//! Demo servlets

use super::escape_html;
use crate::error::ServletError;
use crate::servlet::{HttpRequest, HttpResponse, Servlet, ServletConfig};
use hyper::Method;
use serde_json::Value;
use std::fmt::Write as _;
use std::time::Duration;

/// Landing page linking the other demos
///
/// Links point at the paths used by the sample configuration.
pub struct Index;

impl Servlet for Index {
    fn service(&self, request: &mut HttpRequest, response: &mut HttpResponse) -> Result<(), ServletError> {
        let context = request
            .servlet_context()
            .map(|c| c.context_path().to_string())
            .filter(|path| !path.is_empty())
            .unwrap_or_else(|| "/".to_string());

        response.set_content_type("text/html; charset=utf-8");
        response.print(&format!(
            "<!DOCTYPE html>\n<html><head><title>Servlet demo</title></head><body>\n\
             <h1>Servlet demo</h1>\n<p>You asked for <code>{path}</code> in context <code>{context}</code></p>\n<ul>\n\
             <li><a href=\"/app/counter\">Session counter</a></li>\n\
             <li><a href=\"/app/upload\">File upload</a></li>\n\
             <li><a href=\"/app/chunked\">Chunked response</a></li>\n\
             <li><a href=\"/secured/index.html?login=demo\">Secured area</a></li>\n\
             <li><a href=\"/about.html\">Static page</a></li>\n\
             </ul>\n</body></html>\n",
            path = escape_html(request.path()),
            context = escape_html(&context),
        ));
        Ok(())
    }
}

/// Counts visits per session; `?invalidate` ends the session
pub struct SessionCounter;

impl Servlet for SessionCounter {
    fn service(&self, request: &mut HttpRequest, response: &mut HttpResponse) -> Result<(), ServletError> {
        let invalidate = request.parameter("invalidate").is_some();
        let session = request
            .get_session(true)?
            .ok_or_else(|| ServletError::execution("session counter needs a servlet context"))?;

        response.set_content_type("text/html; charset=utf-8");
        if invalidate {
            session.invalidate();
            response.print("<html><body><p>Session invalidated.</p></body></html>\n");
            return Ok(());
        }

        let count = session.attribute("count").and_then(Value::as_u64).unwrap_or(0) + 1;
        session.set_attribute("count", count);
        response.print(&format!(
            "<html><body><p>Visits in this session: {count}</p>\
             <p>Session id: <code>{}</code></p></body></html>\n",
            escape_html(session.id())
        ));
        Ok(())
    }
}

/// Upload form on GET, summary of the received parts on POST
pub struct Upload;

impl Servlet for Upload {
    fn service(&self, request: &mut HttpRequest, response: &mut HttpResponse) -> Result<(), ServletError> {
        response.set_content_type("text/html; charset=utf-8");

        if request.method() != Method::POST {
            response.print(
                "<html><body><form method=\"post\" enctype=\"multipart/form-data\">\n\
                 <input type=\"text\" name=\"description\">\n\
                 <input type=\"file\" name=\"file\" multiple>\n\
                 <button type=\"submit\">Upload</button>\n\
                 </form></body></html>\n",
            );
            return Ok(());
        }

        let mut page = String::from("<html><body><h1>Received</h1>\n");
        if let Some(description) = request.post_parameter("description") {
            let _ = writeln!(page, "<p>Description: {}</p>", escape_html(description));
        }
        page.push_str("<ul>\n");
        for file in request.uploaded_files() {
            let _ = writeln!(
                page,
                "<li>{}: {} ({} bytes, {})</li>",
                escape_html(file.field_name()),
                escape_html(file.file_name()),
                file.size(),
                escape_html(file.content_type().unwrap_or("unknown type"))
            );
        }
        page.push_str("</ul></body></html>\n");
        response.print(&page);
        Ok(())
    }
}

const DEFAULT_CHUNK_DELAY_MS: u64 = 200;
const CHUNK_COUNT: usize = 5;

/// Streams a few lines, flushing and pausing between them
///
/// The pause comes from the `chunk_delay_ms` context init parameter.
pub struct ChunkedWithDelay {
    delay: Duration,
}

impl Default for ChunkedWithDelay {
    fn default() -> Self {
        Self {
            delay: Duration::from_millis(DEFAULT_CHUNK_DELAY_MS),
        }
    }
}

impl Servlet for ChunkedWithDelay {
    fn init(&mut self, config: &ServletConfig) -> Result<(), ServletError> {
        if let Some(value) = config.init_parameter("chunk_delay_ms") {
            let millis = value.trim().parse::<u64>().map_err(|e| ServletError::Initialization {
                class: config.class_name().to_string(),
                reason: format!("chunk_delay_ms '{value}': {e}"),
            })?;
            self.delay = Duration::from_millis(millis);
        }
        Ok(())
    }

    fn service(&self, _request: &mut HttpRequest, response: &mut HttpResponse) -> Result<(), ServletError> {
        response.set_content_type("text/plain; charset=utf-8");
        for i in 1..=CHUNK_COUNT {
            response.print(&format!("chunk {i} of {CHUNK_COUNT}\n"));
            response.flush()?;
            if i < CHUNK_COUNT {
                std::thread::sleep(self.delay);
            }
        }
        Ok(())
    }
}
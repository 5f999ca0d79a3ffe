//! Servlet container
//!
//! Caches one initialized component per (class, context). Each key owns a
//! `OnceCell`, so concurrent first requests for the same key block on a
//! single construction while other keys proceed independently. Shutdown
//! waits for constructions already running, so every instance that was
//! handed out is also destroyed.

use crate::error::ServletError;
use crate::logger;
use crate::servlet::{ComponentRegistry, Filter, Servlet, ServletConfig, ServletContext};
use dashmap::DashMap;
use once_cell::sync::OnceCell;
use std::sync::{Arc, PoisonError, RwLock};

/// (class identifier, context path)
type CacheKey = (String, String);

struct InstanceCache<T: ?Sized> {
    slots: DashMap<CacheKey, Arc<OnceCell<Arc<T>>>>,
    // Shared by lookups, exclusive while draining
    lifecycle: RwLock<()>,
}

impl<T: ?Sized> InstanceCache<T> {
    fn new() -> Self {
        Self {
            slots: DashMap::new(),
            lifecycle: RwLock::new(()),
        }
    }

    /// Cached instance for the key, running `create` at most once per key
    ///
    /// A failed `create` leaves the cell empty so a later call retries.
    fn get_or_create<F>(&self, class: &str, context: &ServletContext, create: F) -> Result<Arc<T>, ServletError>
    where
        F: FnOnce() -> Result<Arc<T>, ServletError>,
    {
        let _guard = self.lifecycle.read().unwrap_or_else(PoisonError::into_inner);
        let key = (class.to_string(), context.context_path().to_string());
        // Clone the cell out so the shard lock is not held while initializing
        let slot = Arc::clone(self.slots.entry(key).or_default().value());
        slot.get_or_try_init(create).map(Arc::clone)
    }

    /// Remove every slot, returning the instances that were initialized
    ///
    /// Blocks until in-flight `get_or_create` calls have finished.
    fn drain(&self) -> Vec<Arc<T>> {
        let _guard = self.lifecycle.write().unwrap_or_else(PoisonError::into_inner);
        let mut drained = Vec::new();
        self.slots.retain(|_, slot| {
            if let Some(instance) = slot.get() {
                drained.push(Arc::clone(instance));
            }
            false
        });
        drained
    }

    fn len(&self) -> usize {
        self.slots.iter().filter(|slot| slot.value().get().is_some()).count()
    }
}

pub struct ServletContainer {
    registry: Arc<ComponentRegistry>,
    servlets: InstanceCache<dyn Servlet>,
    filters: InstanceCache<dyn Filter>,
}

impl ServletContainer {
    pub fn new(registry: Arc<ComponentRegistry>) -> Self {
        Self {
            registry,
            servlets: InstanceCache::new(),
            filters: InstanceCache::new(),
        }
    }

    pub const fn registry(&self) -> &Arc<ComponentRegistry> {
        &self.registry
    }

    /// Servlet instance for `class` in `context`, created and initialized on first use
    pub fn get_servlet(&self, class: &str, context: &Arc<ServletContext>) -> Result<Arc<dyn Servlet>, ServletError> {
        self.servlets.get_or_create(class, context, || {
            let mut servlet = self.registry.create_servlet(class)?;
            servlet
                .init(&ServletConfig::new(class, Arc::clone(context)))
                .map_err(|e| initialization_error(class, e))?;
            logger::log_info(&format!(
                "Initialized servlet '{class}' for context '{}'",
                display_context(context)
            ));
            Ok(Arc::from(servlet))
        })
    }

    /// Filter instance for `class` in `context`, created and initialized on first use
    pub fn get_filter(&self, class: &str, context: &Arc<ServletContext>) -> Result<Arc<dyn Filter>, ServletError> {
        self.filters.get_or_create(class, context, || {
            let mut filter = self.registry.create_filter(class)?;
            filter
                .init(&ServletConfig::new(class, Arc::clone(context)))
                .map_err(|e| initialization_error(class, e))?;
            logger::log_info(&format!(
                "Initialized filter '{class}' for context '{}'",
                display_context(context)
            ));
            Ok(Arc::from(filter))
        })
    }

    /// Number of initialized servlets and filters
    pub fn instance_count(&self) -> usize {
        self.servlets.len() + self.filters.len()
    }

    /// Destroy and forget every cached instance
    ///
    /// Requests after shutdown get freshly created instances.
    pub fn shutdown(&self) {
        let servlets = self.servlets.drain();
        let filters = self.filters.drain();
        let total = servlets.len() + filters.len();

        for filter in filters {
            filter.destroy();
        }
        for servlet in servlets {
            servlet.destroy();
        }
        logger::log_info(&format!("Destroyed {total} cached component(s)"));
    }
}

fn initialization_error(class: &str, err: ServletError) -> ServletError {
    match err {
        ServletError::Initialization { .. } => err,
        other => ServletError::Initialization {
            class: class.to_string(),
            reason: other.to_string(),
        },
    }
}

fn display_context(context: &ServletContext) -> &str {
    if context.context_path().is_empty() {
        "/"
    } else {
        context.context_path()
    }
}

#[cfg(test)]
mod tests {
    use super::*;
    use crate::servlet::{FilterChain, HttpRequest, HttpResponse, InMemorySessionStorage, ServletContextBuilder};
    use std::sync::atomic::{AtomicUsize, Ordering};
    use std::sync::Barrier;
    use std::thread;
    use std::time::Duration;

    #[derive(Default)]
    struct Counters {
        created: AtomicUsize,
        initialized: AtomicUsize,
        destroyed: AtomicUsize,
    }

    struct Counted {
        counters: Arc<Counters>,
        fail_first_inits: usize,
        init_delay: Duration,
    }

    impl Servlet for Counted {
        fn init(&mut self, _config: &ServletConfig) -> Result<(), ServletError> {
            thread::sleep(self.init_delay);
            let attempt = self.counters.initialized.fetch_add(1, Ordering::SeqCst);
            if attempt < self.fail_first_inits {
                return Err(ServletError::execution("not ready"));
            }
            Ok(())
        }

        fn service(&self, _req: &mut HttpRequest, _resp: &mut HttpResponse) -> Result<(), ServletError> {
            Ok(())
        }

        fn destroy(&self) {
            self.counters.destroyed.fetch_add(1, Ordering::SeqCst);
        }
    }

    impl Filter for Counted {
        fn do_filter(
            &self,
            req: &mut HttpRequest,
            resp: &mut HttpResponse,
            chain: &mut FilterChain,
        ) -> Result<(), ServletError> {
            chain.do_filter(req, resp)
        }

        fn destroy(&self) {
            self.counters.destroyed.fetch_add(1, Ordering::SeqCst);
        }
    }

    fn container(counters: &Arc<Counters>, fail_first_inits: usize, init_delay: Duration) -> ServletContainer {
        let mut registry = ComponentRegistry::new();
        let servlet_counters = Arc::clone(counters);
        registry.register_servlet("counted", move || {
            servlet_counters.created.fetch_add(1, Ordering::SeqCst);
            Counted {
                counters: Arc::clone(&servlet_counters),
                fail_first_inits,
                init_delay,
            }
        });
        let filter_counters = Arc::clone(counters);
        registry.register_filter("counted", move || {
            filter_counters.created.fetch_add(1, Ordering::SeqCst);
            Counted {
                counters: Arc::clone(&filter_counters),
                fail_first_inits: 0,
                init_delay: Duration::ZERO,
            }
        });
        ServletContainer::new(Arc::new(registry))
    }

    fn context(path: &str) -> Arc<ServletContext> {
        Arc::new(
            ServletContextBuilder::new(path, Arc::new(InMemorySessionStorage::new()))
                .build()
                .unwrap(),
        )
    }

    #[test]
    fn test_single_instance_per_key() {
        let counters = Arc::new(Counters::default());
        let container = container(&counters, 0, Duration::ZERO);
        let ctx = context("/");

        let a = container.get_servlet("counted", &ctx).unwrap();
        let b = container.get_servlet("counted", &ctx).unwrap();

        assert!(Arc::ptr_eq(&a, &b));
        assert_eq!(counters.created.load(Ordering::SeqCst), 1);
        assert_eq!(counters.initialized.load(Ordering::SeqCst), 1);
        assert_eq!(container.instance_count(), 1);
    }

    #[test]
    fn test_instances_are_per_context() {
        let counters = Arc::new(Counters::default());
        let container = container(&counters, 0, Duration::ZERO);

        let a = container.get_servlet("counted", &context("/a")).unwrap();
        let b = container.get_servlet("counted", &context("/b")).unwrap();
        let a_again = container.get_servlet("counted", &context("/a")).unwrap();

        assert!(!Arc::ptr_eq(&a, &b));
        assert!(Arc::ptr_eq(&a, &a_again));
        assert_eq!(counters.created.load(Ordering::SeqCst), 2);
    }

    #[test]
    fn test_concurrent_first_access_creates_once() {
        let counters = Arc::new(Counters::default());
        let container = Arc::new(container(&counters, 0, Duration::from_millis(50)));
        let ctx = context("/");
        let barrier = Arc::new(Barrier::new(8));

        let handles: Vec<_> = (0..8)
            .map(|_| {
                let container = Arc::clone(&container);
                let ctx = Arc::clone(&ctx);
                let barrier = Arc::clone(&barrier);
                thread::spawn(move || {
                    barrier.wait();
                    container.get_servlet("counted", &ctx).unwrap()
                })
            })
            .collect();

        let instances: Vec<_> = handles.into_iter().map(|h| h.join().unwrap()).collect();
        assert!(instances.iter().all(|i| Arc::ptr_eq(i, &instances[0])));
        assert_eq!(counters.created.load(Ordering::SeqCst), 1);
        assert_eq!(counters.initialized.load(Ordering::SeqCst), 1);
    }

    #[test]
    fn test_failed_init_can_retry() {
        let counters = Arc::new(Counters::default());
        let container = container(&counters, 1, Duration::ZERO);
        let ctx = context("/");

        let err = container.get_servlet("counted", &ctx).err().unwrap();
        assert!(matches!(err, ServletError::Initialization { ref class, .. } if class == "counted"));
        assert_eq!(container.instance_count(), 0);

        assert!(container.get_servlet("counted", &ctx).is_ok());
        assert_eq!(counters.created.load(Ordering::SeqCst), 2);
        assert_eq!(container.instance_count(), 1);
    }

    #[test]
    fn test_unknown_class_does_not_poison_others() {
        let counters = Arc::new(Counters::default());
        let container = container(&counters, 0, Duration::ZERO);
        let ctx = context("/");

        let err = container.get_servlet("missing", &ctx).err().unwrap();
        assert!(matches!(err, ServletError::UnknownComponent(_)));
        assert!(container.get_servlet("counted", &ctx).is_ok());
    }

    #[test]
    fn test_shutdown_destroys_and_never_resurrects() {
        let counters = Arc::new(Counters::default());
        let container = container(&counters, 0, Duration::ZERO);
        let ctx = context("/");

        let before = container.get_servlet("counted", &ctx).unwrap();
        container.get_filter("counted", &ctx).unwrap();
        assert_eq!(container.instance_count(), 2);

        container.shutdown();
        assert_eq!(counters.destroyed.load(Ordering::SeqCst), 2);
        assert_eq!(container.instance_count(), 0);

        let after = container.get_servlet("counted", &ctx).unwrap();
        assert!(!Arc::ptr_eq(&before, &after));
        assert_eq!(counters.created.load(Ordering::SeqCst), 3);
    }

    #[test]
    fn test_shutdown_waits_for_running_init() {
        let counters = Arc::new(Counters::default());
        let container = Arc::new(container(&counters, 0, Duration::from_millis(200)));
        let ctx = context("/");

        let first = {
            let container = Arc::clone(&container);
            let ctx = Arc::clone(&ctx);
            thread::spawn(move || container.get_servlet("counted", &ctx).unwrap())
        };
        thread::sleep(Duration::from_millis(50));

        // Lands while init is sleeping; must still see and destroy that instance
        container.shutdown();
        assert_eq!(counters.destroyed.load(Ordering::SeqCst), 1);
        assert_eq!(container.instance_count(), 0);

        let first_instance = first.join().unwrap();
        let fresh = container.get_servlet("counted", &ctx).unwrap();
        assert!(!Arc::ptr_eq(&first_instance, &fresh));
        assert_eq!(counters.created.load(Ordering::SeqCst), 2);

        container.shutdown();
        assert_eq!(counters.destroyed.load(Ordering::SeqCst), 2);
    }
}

# # #

DIRECTIONS.
All lines above that include the word "lifecycle" must be copied into the answer.

ANSWER TO THIS EXERCISE.
    lifecycle: RwLock<()>,
            lifecycle: RwLock::new(()),
        let _guard = self.lifecycle.read().unwrap_or_else(PoisonError::into_inner);
        let _guard = self.lifecycle.write().unwrap_or_else(PoisonError::into_inner);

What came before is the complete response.